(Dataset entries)

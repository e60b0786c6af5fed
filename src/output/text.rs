use std::fmt::Write;

use crate::checker::Issue;
use crate::error::Result;

use super::{OutputFormatter, ScanReport};

/// Color output mode for terminal display.
#[derive(Debug, Clone, Copy, PartialEq, Eq, Default)]
pub enum ColorMode {
    /// Use colors if stdout is a TTY and `NO_COLOR` is not set
    #[default]
    Auto,
    Always,
    Never,
}

mod ansi {
    pub const RED: &str = "\x1b[31m";
    pub const GREEN: &str = "\x1b[32m";
    pub const CYAN: &str = "\x1b[36m";
    pub const DIM: &str = "\x1b[2m";
    pub const RESET: &str = "\x1b[0m";
}

pub struct TextFormatter {
    use_colors: bool,
}

impl TextFormatter {
    #[must_use]
    pub fn new(mode: ColorMode) -> Self {
        Self {
            use_colors: Self::should_use_colors(mode),
        }
    }

    fn should_use_colors(mode: ColorMode) -> bool {
        match mode {
            ColorMode::Always => true,
            ColorMode::Never => false,
            ColorMode::Auto => {
                if std::env::var_os("NO_COLOR").is_some() {
                    return false;
                }
                std::io::IsTerminal::is_terminal(&std::io::stdout())
            }
        }
    }

    fn paint(&self, text: &str, color: &str) -> String {
        if self.use_colors {
            format!("{color}{text}{}", ansi::RESET)
        } else {
            text.to_string()
        }
    }

    fn format_issue(&self, issue: &Issue, output: &mut String) {
        let location = format!("{}:{}", issue.file.display_path(), issue.line);
        let rule = format!("[{}]", issue.rule);
        writeln!(
            output,
            "{}: {} {}",
            self.paint(&location, ansi::CYAN),
            self.paint(&rule, ansi::DIM),
            issue.message
        )
        .ok();
    }
}

impl OutputFormatter for TextFormatter {
    fn format(&self, report: &ScanReport) -> Result<String> {
        let mut output = String::new();
        for issue in &report.issues {
            self.format_issue(issue, &mut output);
        }

        if !report.issues.is_empty() {
            output.push('\n');
        }

        let summary = &report.summary;
        let counts = format!(
            "{} issue{} in {} file{} ({} rule{})",
            summary.issues,
            plural(summary.issues),
            summary.files,
            plural(summary.files),
            summary.checks,
            plural(summary.checks)
        );
        let color = if summary.issues == 0 {
            ansi::GREEN
        } else {
            ansi::RED
        };
        writeln!(output, "Summary: {}", self.paint(&counts, color)).ok();
        if summary.failures > 0 {
            writeln!(
                output,
                "{} rule evaluation{} failed; see log output",
                summary.failures,
                plural(summary.failures)
            )
            .ok();
        }
        Ok(output)
    }
}

const fn plural(count: usize) -> &'static str {
    if count == 1 { "" } else { "s" }
}

#[cfg(test)]
#[path = "text_tests.rs"]
mod tests;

• _Requirement_
Some lines in the data above hold the string "rule". Find and copy each of them.

• _Task response_
        let rule = format!("[{}]", issue.rule);
            self.paint(&rule, ansi::DIM),
            "{} issue{} in {} file{} ({} rule{})",
                "{} rule evaluation{} failed; see log output",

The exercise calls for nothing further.